Since then, Maverick V and her crew have been out on Lake Ontario and the St. Lawrence River most weekends, plus one or two evenings a week, during the last couple of sailing seasons.

We’ve now had:

  • The latter half of 2020 to get used to sailing her,
  • the winter of 2020-21 to do some refitting,
  • and the summer of 2021 to see how our upgrades worked out and to finish up some less-urgent tasks.

With pretty much all the parts and materials now purchased, and just a handful of tasks left on the essentials list—plus a handful of surprises that were on nobody’s list—it’s time to check up on the project:

  • Are we within budget?
  • What did we upgrade?
  • What broke?
  • Do the kids enjoy it?
  • Was the whole effort worthwhile?

The Rig

Boom Rehab

As it turns out, “Sail collapses in a great disorderly heap and then you tackle it like a football player” is not a great way to do mainsail reefing and furling. And the boom, after 45 years of abuse and modification, was, while structurally intact, showing its age cosmetically.
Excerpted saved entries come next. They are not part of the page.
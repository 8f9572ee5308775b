//! Unit tests for fp-core primitives.

#[cfg(test)]
mod ids {
    use crate::{EdgeId, NodeId};

    #[test]
    fn index_roundtrip() {
        let id = NodeId(42);
        assert_eq!(id.index(), 42);
        assert_eq!(NodeId::try_from(42usize).unwrap(), id);
    }

    #[test]
    fn ordering() {
        assert!(NodeId(0) < NodeId(1));
        assert!(EdgeId(100) > EdgeId(99));
    }

    #[test]
    fn invalid_sentinels_are_max() {
        assert_eq!(NodeId::INVALID.0, u32::MAX);
        assert_eq!(EdgeId::INVALID.0, u32::MAX);
        assert_eq!(NodeId::default(), NodeId::INVALID);
    }

    #[test]
    fn display() {
        assert_eq!(NodeId(7).to_string(), "NodeId(7)");
    }
}

#[cfg(test)]
mod geo {
    use crate::GeoPoint;

    const AMS: GeoPoint = GeoPoint { lat: 52.308056, lon: 4.764167 };
    const JFK: GeoPoint = GeoPoint { lat: 40.641766, lon: -73.780968 };

    #[test]
    fn zero_distance() {
        assert!(AMS.distance_m(AMS) < 1e-6);
        assert_eq!(AMS.initial_bearing_deg(AMS), 0.0);
    }

    #[test]
    fn one_degree_of_longitude_at_equator() {
        let d = GeoPoint::new(0.0, 0.0).distance_m(GeoPoint::new(0.0, 1.0));
        assert!((d - 111_195.0).abs() < 5.0, "got {d}");
    }

    #[test]
    fn transatlantic_distance_and_bearing() {
        let d = AMS.distance_m(JFK);
        assert!((d - 5_847_550.0).abs() < 1_000.0, "got {d}");
        let b = AMS.initial_bearing_deg(JFK);
        assert!((b - 290.56).abs() < 0.05, "got {b}");
    }

    #[test]
    fn destination_inverts_distance_and_bearing() {
        for &(bearing, dist) in &[(45.0, 10_000.0), (90.0, 500_000.0), (290.5, 2_000_000.0)] {
            let p = AMS.destination(bearing, dist);
            assert!((AMS.distance_m(p) - dist).abs() < 0.01, "distance drift at {bearing}");
            let back = AMS.initial_bearing_deg(p);
            assert!((back - bearing).abs() < 1e-6, "bearing drift: {back} vs {bearing}");
        }
    }

    #[test]
    fn destination_along_bearing_reaches_target() {
        let bearing = AMS.initial_bearing_deg(JFK);
        let p = AMS.destination(bearing, AMS.distance_m(JFK));
        assert!(p.distance_m(JFK) < 1.0, "overshoot {}", p.distance_m(JFK));
    }

    #[test]
    fn midpoint_is_average() {
        let m = GeoPoint::new(50.0, -10.0).midpoint(GeoPoint::new(52.0, -20.0));
        assert_eq!(m, GeoPoint::new(51.0, -15.0));
    }
}

#[cfg(test)]
mod time {
    use crate::{ArrivalWindow, TimeBin, hours_to_secs, secs_to_hours, time_bin};

    #[test]
    fn unit_conversion() {
        assert_eq!(hours_to_secs(2.5), 9_000.0);
        assert_eq!(secs_to_hours(5_400.0), 1.5);
    }

    #[test]
    fn bins_floor() {
        assert_eq!(time_bin(0.0, 100.0), TimeBin(0));
        assert_eq!(time_bin(99.9, 100.0), TimeBin(0));
        assert_eq!(time_bin(100.0, 100.0), TimeBin(1));
        assert_eq!(time_bin(-0.5, 100.0), TimeBin(-1));
    }

    #[test]
    fn infinite_bin_collapses_everything() {
        assert_eq!(time_bin(0.0, f64::INFINITY), TimeBin(0));
        assert_eq!(time_bin(1.0e9, f64::INFINITY), TimeBin(0));
        assert_eq!(time_bin(-0.0, 100.0), TimeBin(0));
    }

    #[test]
    fn window_resolution_and_bounds() {
        let w = ArrivalWindow::from_hours(7.0, 7.5);
        assert!(w.is_valid());
        let abs = w.resolve(hours_to_secs(3.0));
        assert_eq!(abs.earliest_secs, hours_to_secs(10.0));
        assert_eq!(abs.latest_secs, hours_to_secs(10.5));
        assert!(abs.is_too_early(hours_to_secs(9.99)));
        assert!(!abs.is_too_early(hours_to_secs(10.0)));
        assert!(!abs.is_too_late(hours_to_secs(10.5)));
        assert!(abs.is_too_late(hours_to_secs(10.51)));
        assert!(w.contains_elapsed(hours_to_secs(7.0)));
        assert!(w.contains_elapsed(hours_to_secs(7.5)));
    }

    #[test]
    fn invalid_windows() {
        assert!(!ArrivalWindow::new(10.0, 5.0).is_valid());
        assert!(!ArrivalWindow::new(-1.0, 5.0).is_valid());
        assert!(!ArrivalWindow::new(0.0, f64::NAN).is_valid());
        assert!(ArrivalWindow::new(5.0, 5.0).is_valid());
    }
}

#[cfg(test)]
mod rng {
    use crate::SeededRng;

    #[test]
    fn deterministic_same_key() {
        let mut r1 = SeededRng::keyed(12345, 7);
        let mut r2 = SeededRng::keyed(12345, 7);
        for _ in 0..100 {
            let a: f64 = r1.gen_range(0.0..1.0);
            let b: f64 = r2.gen_range(0.0..1.0);
            assert_eq!(a, b);
        }
    }

    #[test]
    fn keyed_streams_differ() {
        let mut r0 = SeededRng::keyed(1, 0);
        let mut r1 = SeededRng::keyed(1, 1);
        let a: Vec<u64> = (0..4).map(|_| r0.gen_range(0..u64::MAX)).collect();
        let b: Vec<u64> = (0..4).map(|_| r1.gen_range(0..u64::MAX)).collect();
        assert_ne!(a, b, "adjacent keys should diverge");
    }

    #[test]
    fn gen_range_in_bounds() {
        let mut rng = SeededRng::keyed(0, 0);
        for _ in 0..1000 {
            let v = rng.gen_range(-5.0f64..5.0);
            assert!((-5.0..5.0).contains(&v));
        }
    }
}
//! `fp-core`: foundational types for the `rust_fp` route solver.
//!
//! This crate is a dependency of every other `fp-*` crate.  It intentionally
//! has no `fp-*` dependencies and minimal external ones (only `rand`, plus
//! optional `serde`).
//!
//! # What lives here
//!
//! | Module      | Contents                                                  |
//! |-------------|-----------------------------------------------------------|
//! | [`ids`]     | `NodeId`, `EdgeId`                                        |
//! | [`geo`]     | `GeoPoint`, great-circle distance, bearing, destination   |
//! | [`time`]    | seconds ⇄ hours, `time_bin`, `ArrivalWindow`              |
//! | [`rng`]     | `SeededRng` for reproducible synthetic inputs             |
//!
//! # Feature flags
//!
//! | Flag    | Effect                                                     |
//! |---------|------------------------------------------------------------|
//! | `serde` | Adds `Serialize`/`Deserialize` to all public types.        |

pub mod geo;
pub mod ids;
pub mod rng;
pub mod time;

#[cfg(test)]
mod tests;

// ── Re-exports ────────────────────────────────────────────────────────────────

pub use geo::GeoPoint;
pub use ids::{EdgeId, NodeId};
pub use rng::SeededRng;
pub use time::{AbsoluteWindow, ArrivalWindow, TimeBin, hours_to_secs, secs_to_hours, time_bin};
//! atlantic: end-to-end run of the rust_fp route solver.
//!
//! Builds a ring lattice from Amsterdam to New York, prices its edges with
//! the reference flight cost model over a synthetic wind field, logs one
//! full search and then sweeps the departure hour.
//!
//! ```text
//! cargo run -p atlantic --release -- [config.json]
//! RUST_LOG=debug cargo run -p atlantic --release
//! ```
//!
//! Every field of the JSON config is optional; see [`RunConfig`].

use std::io::Cursor;
use std::path::{Path, PathBuf};
use std::sync::Arc;
use std::time::Instant;

use anyhow::{Context, Result, bail};
use log::{info, warn};
use serde::Deserialize;

use fp_batch::{BatchRunner, summarize};
use fp_core::{ArrivalWindow, GeoPoint, hours_to_secs, secs_to_hours};
use fp_lattice::{LatticeParams, generate};
use fp_oracle::{AircraftParams, FlightCostModel, PerformanceTable, WindField};
use fp_output::{BatchOutputObserver, OutputWriter, SearchHistoryObserver};
use fp_solver::{PathSolver, SolveRequest, SolverConfig, TimeExpandedSolver, replay_path};

// ── Constants ─────────────────────────────────────────────────────────────────

const AMSTERDAM: GeoPoint = GeoPoint { lat: 52.308056, lon: 4.764167 };
const NEW_YORK:  GeoPoint = GeoPoint { lat: 40.641766, lon: -73.780968 };

// Gross weight (kg) → fuel flow (kg/h) at FL340, long-haul twin.
const PERFORMANCE_CSV: &str = "\
weight_kg,fuel_flow_kg_h\n\
180000,5650\n\
200000,6050\n\
220000,6480\n\
240000,6930\n\
260000,7410\n\
280000,7920\n\
";

// ── Run configuration ─────────────────────────────────────────────────────────

#[derive(Debug, Deserialize)]
#[serde(default)]
struct RunConfig {
    origin:            GeoPoint,
    destination:       GeoPoint,
    lattice:           LatticeParams,
    aircraft:          AircraftParams,
    /// Take-off weight, kg.
    initial_weight_kg: f64,
    max_burn_kg:       f64,
    time_bin_secs:     f64,
    /// Acceptable flight duration in hours, `[min, max]`.
    window_hours:      Option<(f64, f64)>,
    /// Departure hour of the logged single search.
    single_start_hour: f64,
    first_start_hour:  u32,
    last_start_hour:   u32,
    /// Hourly wind samples are generated for `0..=wind_hours`.
    wind_hours:        u32,
    seed:              u64,
    /// Load winds from CSV instead of generating them.
    wind_csv:          Option<PathBuf>,
    /// Load winds from a lat/lon grid CSV; each waypoint takes its nearest
    /// grid point.
    wind_grid_csv:     Option<PathBuf>,
    performance_csv:   Option<PathBuf>,
    output_dir:        PathBuf,
}

impl Default for RunConfig {
    fn default() -> Self {
        Self {
            origin:            AMSTERDAM,
            destination:       NEW_YORK,
            lattice:           LatticeParams::default(),
            aircraft:          AircraftParams::default(),
            initial_weight_kg: 257_743.0,
            max_burn_kg:       62_600.0,
            time_bin_secs:     100.0,
            window_hours:      Some((7.0, 7.5)),
            single_start_hour: 0.0,
            first_start_hour:  0,
            last_start_hour:   30,
            wind_hours:        39,
            seed:              42,
            wind_csv:          None,
            wind_grid_csv:     None,
            performance_csv:   None,
            output_dir:        PathBuf::from("output/atlantic"),
        }
    }
}

fn load_config() -> Result<RunConfig> {
    let Some(path) = std::env::args().nth(1) else {
        return Ok(RunConfig::default());
    };
    let text = std::fs::read_to_string(&path).with_context(|| format!("reading {path}"))?;
    serde_json::from_str(&text).with_context(|| format!("parsing {path}"))
}

#[cfg(not(feature = "sqlite"))]
fn open_writer(dir: &Path) -> Result<impl OutputWriter> {
    Ok(fp_output::CsvWriter::new(dir)?)
}

#[cfg(feature = "sqlite")]
fn open_writer(dir: &Path) -> Result<impl OutputWriter> {
    Ok(fp_output::SqliteWriter::new(dir)?)
}

// ── main ──────────────────────────────────────────────────────────────────────

fn main() -> Result<()> {
    env_logger::Builder::from_env(env_logger::Env::default().default_filter_or("info")).init();

    let cfg = load_config()?;
    if cfg.first_start_hour > cfg.last_start_hour {
        bail!("first_start_hour {} after last_start_hour {}", cfg.first_start_hour, cfg.last_start_hour);
    }

    println!("=== atlantic: rust_fp route solver ===");
    println!(
        "{:.3},{:.3} → {:.3},{:.3}  ({:.0} km great circle)",
        cfg.origin.lat,
        cfg.origin.lon,
        cfg.destination.lat,
        cfg.destination.lon,
        cfg.origin.distance_m(cfg.destination) / 1_000.0
    );
    println!();

    // 1. Lattice.
    let waypoints = generate(cfg.origin, cfg.destination, &cfg.lattice)?;
    let lattice = waypoints.build_lattice()?;
    let shape = waypoints.shape()?;
    println!(
        "Lattice: {} rings × {} angles, {} nodes, {} edges",
        shape.ring_count,
        shape.angle_count,
        lattice.node_count(),
        lattice.edge_count()
    );

    // 2. Cost oracle.
    let wind = match (&cfg.wind_csv, &cfg.wind_grid_csv) {
        (Some(_), Some(_)) => bail!("set at most one of wind_csv and wind_grid_csv"),
        (Some(path), None) => WindField::from_csv(path)?,
        (None, Some(path)) => WindField::from_grid_csv(path, &lattice.node_pos)?,
        (None, None) => WindField::synthetic(lattice.node_count(), cfg.wind_hours, cfg.seed),
    };
    if wind.waypoint_count() < lattice.node_count() {
        bail!("wind field covers {} waypoints, lattice has {}", wind.waypoint_count(), lattice.node_count());
    }
    let performance = match &cfg.performance_csv {
        Some(path) => PerformanceTable::from_csv(path)?,
        None => PerformanceTable::from_reader(Cursor::new(PERFORMANCE_CSV))?,
    };
    let oracle = FlightCostModel::new(cfg.aircraft.clone(), Arc::new(wind), Arc::new(performance));
    println!("TAS: {:.1} km/h at FL{:.0}", cfg.aircraft.true_airspeed_kmh(), cfg.aircraft.cruise_altitude_ft / 100.0);

    // 3. Solver.
    let mut config = SolverConfig::default()
        .with_time_bin(cfg.time_bin_secs)
        .with_max_burn(cfg.initial_weight_kg, cfg.max_burn_kg);
    if let Some((min_h, max_h)) = cfg.window_hours {
        config = config.with_arrival_window(ArrivalWindow::from_hours(min_h, max_h));
    }
    config.validate()?;
    let solver = TimeExpandedSolver::new(config);
    let base = SolveRequest::across(&lattice, cfg.initial_weight_kg, 0.0)
        .context("lattice has no ring shape")?;

    // 4. Output.
    std::fs::create_dir_all(&cfg.output_dir)?;
    let writer = open_writer(&cfg.output_dir)?;

    // 5. One logged search.
    let request = SolveRequest { start_time_secs: hours_to_secs(cfg.single_start_hour), ..base };
    let mut history = SearchHistoryObserver::new(writer, &lattice);
    let t0 = Instant::now();
    let outcome = solver.solve_observed(&lattice, &request, &oracle, &mut history)?;
    let elapsed = t0.elapsed();
    if let Some(e) = history.take_error() {
        warn!("output error: {e}");
    }
    println!();
    println!("Single search at t={:.1}h: {} states in {:.3} s", cfg.single_start_hour, history.recorded(), elapsed.as_secs_f64());
    if outcome.is_found() {
        let profile = replay_path(
            &lattice,
            &outcome.path,
            &oracle,
            request.initial_resource,
            request.start_time_secs,
        )?;
        println!("  cost       €{:.2}", outcome.total_cost);
        println!("  fuel       {:.0} kg", profile.fuel_burned);
        println!("  flight     {:.2} h", secs_to_hours(profile.flight_time_secs));
        println!("  waypoints  {}", outcome.path.len());
    } else {
        println!("  no feasible path");
    }
    let writer = history.into_writer();

    // 6. Departure sweep.
    let hours = BatchRunner::hourly(cfg.first_start_hour, cfg.last_start_hour);
    info!("sweeping {} departure hours", hours.len());
    let runner = BatchRunner::new(&lattice, &solver, &oracle, base);
    let mut obs = BatchOutputObserver::new(writer);
    let results = runner.run(&hours, &mut obs)?;
    if let Some(e) = obs.take_error() {
        warn!("output error: {e}");
    }

    // 7. Summary.
    println!();
    println!("{:<8} {:<8} {:>12} {:>10} {:>8}", "Start", "Status", "Cost €", "Fuel kg", "Hours");
    println!("{}", "-".repeat(50));
    for r in &results {
        println!(
            "{:<8.1} {:<8} {:>12} {:>10} {:>8}",
            r.start_hour,
            r.status.as_str(),
            r.total_cost().map_or("-".into(), |c| format!("{c:.2}")),
            r.fuel_burned().map_or("-".into(), |f| format!("{f:.0}")),
            r.flight_time_secs().map_or("-".into(), |s| format!("{:.2}", secs_to_hours(s))),
        );
    }
    println!();
    println!("{}", summarize(&results));
    println!();
    println!("Output written to {}", cfg.output_dir.display());

    Ok(())
}
//! The `OutputWriter` trait implemented by all backend writers.

use crate::{ExpansionRow, OutputResult, ScenarioRow, WaypointRow};

/// Trait implemented by the CSV and SQLite writers.
///
/// Observers store write errors internally; retrieve them with
/// `take_error` on the observer.
pub trait OutputWriter {
    /// Write a batch of scenario results.
    fn write_scenarios(&mut self, rows: &[ScenarioRow]) -> OutputResult<()>;

    /// Append popped states to the search history.
    fn write_expansions(&mut self, rows: &[ExpansionRow]) -> OutputResult<()>;

    /// Write the waypoints of a solution path.
    fn write_path(&mut self, rows: &[WaypointRow]) -> OutputResult<()>;

    /// Flush and close all underlying handles.
    ///
    /// Idempotent: safe to call more than once.
    fn finish(&mut self) -> OutputResult<()>;
}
  • Off comes all the old hardware,
  • Strip the paint from the spar,
  • Check all over it for damage,
  • Weld up the no-longer-needed screw holes,
  • Repaint it.
  • Install a cost-reduced version of the AAC Reefing Made Easy system using a pair of Andersen 18ST winches and Lewmar DC clutches.
  • Install a set of lazyjacks scaled to fit the 277 sq.ft. mainsail and rigged so that they can be fully collapsed under the original sail cover once the sail ties are on.

Rigid Vang

It also turns out that dead-headed at the top of the mast topping lifts with 1:1 purchase are worse than useless when the loaded boom is heavier than your crew can lift, so in the interests of safety, we bought and installed a Garhauer sprung rigid vang.

New Main Halyard Winch

After Katy’s first few attempts to get the mainsail up by herself were stymied, we decided to splurge on another Andersen self-tailing winch for the main halyard. Hoisting and dousing sail is now an easy one-person job for either of us.

The Engine

We seem to have chosen well (or been lucky) on this front. The engine, and most of its supporting systems, seems to be in fine shape. So far, all we’ve had to do is change the oil & filter, winterize the raw water side of the cooling system, and tighten a drive belt.

Fun You Can Have With Diesel Fuel

The fuel system was a bit more fun. The surveyor noted that the diesel fill hose wasn’t double-clamped; he didn’t know that it had no hose barbs and was just slipped over a smooth copper tube fitting. Yeah, that was a fun day of cleaning out the bilge with an oil extraction pump…at least now we know that the new hose is done right.

The Wiring

Well, this was a fun thing to find in the bilge:

My best guess is that it chafed against its mate many years ago, and got wrapped in tape as a quick get-home fix, and was then forgotten about.

With that found, and with corrosion spotted on several badly-crimped terminals, the decision was obvious: Rip out and replace all the high-current primary wiring.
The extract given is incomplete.